Lo habitual es además que se trate de una oferta comercial, en la que no hay contenidos políticos de ningún tipo. También la pornografía es tabú. Por ello, personas como Díaz creen que las autoridades toleran la elaboración semanal del “paquete”, pese a que no es oficialmente una actividad legal en la isla socialista.

De lo contrario, “es muy sospechoso que un volumen tan grande de información que viene en esos ‘paquetes’ se actualice semanalmente”, piensa Díaz. “¿Cuántas personas hay en Cuba con esa conexión, tan rápida, para descargar esos volúmenes de información?”, se pregunta.

En la isla, sólo instituciones del Estado o empresas extranjeras disponen de conexiones de banda ancha o antenas satelitales. La descarga “tiene que ser de centros estatales, con o sin consentimiento de los jefes”, lo secunda Pablo, que vende “paquetes” en la trastienda de su casa.

Pablo es médico de formación y prefiere no decir su nombre real porque la venta del “paquete” no es legal en Cuba. “La televisión cubana carece de esa oferta”, explica sobre el éxito de los “paquetes”.

Es tanta esa aceptación, que los trabajadores particulares de la isla, los llamados “cuentapropistas” autorizados a trabajar en la iniciativa privada en los últimos años, empiezan a poner publicidad en los “paquetes”.
Pagan una tarifa a los distribuidores para promocionar cada semana sus negocios con videos o fotos.

También los músicos locales graban sus shows de reggaeton. Y hay también personas interesadas en ofrecer otros contenidos. “El ‘paquete’, el que existe ahora y el que se comercializa, no satisface mis necesidades de consumo ni la de muchos contemporáneos”, cree Yaima Pardo.

La realizadora de cine y televisión de 34 años siente que hay mucha gente de su generación que busca otra cosa.
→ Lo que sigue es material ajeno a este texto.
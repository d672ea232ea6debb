//! PostgreSQL backend for the SQL Sink Connector
//!
//! Every session is its own client connection, so concurrent partitions never
//! share a transaction. Row values arrive as JSON scalars and are encoded for
//! whatever type the server inferred for each parameter.

use crate::error::{SinkError, SinkResult};
use crate::record::TIMESTAMP_FORMAT;
use crate::sink::{Placeholder, PreparedInsert, SinkSession};
use async_trait::async_trait;
use bytes::BytesMut;
use chrono::{NaiveDate, NaiveDateTime};
use serde_json::{Number, Value};
use std::error::Error as StdError;
use std::sync::Arc;
use std::time::Duration;
use tokio_postgres::types::{to_sql_checked, IsNull, ToSql, Type};
use tokio_postgres::{Client, NoTls, Statement};
use tracing::{debug, error};

type BoxError = Box<dyn StdError + Sync + Send>;

/// Opens PostgreSQL sessions for one profile
pub struct PgConnector {
    url: String,
    connect_timeout: Duration,
}

impl PgConnector {
    pub fn new(url: impl Into<String>, connect_timeout: Duration) -> Self {
        Self {
            url: url.into(),
            connect_timeout,
        }
    }

    pub async fn connect(&self) -> SinkResult<PgSession> {
        let (client, connection) =
            tokio::time::timeout(self.connect_timeout, tokio_postgres::connect(&self.url, NoTls))
                .await
                .map_err(|_| {
                    SinkError::connection(format!(
                        "timed out after {:?} connecting to PostgreSQL",
                        self.connect_timeout
                    ))
                })?
                .map_err(|e| SinkError::connection_with_source("failed to connect to PostgreSQL", e))?;

        tokio::spawn(async move {
            if let Err(e) = connection.await {
                error!("PostgreSQL connection error: {}", e);
            }
        });

        debug!("Opened PostgreSQL session");
        Ok(PgSession {
            client: Arc::new(client),
        })
    }
}

/// One PostgreSQL connection
pub struct PgSession {
    client: Arc<Client>,
}

impl PgSession {
    async fn simple(&self, sql: &str) -> SinkResult<()> {
        self.client
            .batch_execute(sql)
            .await
            .map_err(|e| SinkError::transaction(format!("{} failed: {}", sql, e)))
    }
}

#[async_trait]
impl SinkSession for PgSession {
    fn placeholder(&self) -> Placeholder {
        Placeholder::Dollar
    }

    async fn prepare(&self, sql: &str) -> SinkResult<Box<dyn PreparedInsert>> {
        let statement = self
            .client
            .prepare(sql)
            .await
            .map_err(|e| SinkError::query_with_sql(e.to_string(), sql))?;

        Ok(Box::new(PgInsert {
            client: Arc::clone(&self.client),
            statement,
            sql: sql.to_string(),
        }))
    }

    async fn begin(&self) -> SinkResult<()> {
        self.simple("BEGIN").await
    }

    async fn commit(&self) -> SinkResult<()> {
        self.simple("COMMIT").await
    }

    async fn rollback(&self) -> SinkResult<()> {
        self.simple("ROLLBACK").await
    }
}

/// A prepared PostgreSQL insert
pub struct PgInsert {
    client: Arc<Client>,
    statement: Statement,
    sql: String,
}

#[async_trait]
impl PreparedInsert for PgInsert {
    async fn execute(&self, params: &[Value]) -> SinkResult<u64> {
        let params: Vec<PgParam<'_>> = params.iter().map(PgParam).collect();
        let param_refs: Vec<&(dyn ToSql + Sync)> = params
            .iter()
            .map(|p| p as &(dyn ToSql + Sync))
            .collect();

        self.client
            .execute(&self.statement, &param_refs)
            .await
            .map_err(|e| SinkError::query_with_sql(e.to_string(), &self.sql))
    }

    fn sql(&self) -> &str {
        &self.sql
    }
}

/// A JSON scalar encoded for the parameter type the server expects
#[derive(Debug)]
struct PgParam<'a>(&'a Value);

impl ToSql for PgParam<'_> {
    fn to_sql(&self, ty: &Type, out: &mut BytesMut) -> Result<IsNull, BoxError> {
        match self.0 {
            Value::Null => Ok(IsNull::Yes),
            Value::Bool(b) if *ty == Type::BOOL => b.to_sql(ty, out),
            Value::Bool(b) => string_to_sql(&b.to_string(), ty, out),
            Value::Number(n) => number_to_sql(n, ty, out),
            Value::String(s) => string_to_sql(s, ty, out),
            Value::Array(_) | Value::Object(_) if is_json(ty) => self.0.to_sql(ty, out),
            Value::Array(_) | Value::Object(_) => text_to_sql(&self.0.to_string(), ty, out),
        }
    }

    fn accepts(_ty: &Type) -> bool {
        true
    }

    to_sql_checked!();
}

fn is_json(ty: &Type) -> bool {
    *ty == Type::JSON || *ty == Type::JSONB
}

fn number_to_sql(n: &Number, ty: &Type, out: &mut BytesMut) -> Result<IsNull, BoxError> {
    if *ty == Type::INT2 {
        i16::try_from(integer(n)?)?.to_sql(ty, out)
    } else if *ty == Type::INT4 {
        i32::try_from(integer(n)?)?.to_sql(ty, out)
    } else if *ty == Type::INT8 {
        integer(n)?.to_sql(ty, out)
    } else if *ty == Type::FLOAT4 {
        (float(n)? as f32).to_sql(ty, out)
    } else if *ty == Type::FLOAT8 {
        float(n)?.to_sql(ty, out)
    } else if is_json(ty) {
        Value::Number(n.clone()).to_sql(ty, out)
    } else {
        text_to_sql(&n.to_string(), ty, out)
    }
}

fn string_to_sql(s: &str, ty: &Type, out: &mut BytesMut) -> Result<IsNull, BoxError> {
    if *ty == Type::INT2 {
        s.trim().parse::<i16>()?.to_sql(ty, out)
    } else if *ty == Type::INT4 {
        s.trim().parse::<i32>()?.to_sql(ty, out)
    } else if *ty == Type::INT8 {
        s.trim().parse::<i64>()?.to_sql(ty, out)
    } else if *ty == Type::FLOAT4 {
        s.trim().parse::<f32>()?.to_sql(ty, out)
    } else if *ty == Type::FLOAT8 {
        s.trim().parse::<f64>()?.to_sql(ty, out)
    } else if *ty == Type::BOOL {
        s.trim().parse::<bool>()?.to_sql(ty, out)
    } else if *ty == Type::TIMESTAMP {
        NaiveDateTime::parse_from_str(s, TIMESTAMP_FORMAT)?.to_sql(ty, out)
    } else if *ty == Type::TIMESTAMPTZ {
        NaiveDateTime::parse_from_str(s, TIMESTAMP_FORMAT)?
            .and_utc()
            .to_sql(ty, out)
    } else if *ty == Type::DATE {
        NaiveDate::parse_from_str(s, "%Y-%m-%d")?.to_sql(ty, out)
    } else if is_json(ty) {
        Value::String(s.to_string()).to_sql(ty, out)
    } else {
        text_to_sql(s, ty, out)
    }
}

fn text_to_sql(s: &str, ty: &Type, out: &mut BytesMut) -> Result<IsNull, BoxError> {
    if !<&str as ToSql>::accepts(ty) {
        return Err(format!("cannot encode text value as {}", ty).into());
    }
    s.to_sql(ty, out)
}

fn integer(n: &Number) -> Result<i64, BoxError> {
    n.as_i64()
        .ok_or_else(|| format!("{} is not a 64-bit integer", n).into())
}

fn float(n: &Number) -> Result<f64, BoxError> {
    n.as_f64()
        .ok_or_else(|| format!("{} is not representable as a float", n).into())
}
Por eso planea con dos amigos elaborar un “Paquete Semanal Autónomo”, al que llaman PaSA por sus siglas, que le gustaría distribuir pronto gratis en La Habana y otras ciudades. “Yo lo veo como el Internet que podríamos generar nosotros mismos” de tener un buen acceso a la red, explica.

Su PaSA incluiría también temas de interés político y contenidos eróticos, porque no ve “nada malo” en eso. “Quisiéramos que funcione también para hacer ‘periodismo ciudadano”, agrega. Que la gente produzca sus propios contenidos de interés social para incluir en el disco, por ejemplo.

Pardo asegura que tampoco tendría problema en incluir en su paquete a “14ymedio”, el periódico digital que la conocida bloguera y disidente cubana Yoani Sánchez lanzó en mayo de este año.

Sánchez y sus compañeros de redacción elaboran también periódicamente una versión en PDF de “14ymedio” para distribuir de forma clandestina. Pero por ahora, el éxito del “paquete” cubano se basa en su oferta comercial.

Es difícil medir su verdadero alcance ya que no hay cifras oficiales, pero en ciudades como La Habana es habitual oír a la gente hablar de los días de llegada del “paquete”, lunes o martes por lo general, dependiendo del distribuidor. Y de las novedades televisivas.

En la trastienda de Pablo, una compradora comenta por ejemplo cuál es el show que más le interesa en ese momento: Masterchef, el programa gastronómico de televisión popularizado en los últimos tiempos por sus versiones de Estados Unidos, España y varios países de América Latina.